Your task: Scan the records below. Copy every line in which the word "BootloaderRunning" appears.
____
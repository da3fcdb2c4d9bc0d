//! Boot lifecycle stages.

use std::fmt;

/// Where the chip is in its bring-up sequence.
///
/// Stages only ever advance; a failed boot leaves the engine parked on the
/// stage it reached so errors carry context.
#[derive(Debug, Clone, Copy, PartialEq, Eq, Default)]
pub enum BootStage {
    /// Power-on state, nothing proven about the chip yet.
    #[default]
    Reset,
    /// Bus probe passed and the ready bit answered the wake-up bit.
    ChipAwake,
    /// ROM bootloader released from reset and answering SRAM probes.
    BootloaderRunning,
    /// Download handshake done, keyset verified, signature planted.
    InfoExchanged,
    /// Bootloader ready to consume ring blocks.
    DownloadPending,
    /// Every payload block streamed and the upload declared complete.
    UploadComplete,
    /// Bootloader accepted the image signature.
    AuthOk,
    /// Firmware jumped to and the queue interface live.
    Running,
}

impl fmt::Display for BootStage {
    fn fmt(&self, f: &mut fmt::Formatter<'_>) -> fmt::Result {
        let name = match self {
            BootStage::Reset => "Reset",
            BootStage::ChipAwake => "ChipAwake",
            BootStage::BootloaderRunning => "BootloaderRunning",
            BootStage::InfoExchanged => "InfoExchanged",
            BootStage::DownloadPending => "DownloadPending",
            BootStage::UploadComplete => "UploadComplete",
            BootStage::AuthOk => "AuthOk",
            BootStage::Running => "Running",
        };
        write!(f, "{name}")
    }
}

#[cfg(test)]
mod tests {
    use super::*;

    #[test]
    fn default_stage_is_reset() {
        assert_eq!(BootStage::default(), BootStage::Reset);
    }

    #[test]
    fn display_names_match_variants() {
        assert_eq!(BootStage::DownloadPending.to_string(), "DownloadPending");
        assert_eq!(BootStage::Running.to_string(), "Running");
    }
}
____
Expected output:
    BootloaderRunning,
            BootStage::BootloaderRunning => "BootloaderRunning",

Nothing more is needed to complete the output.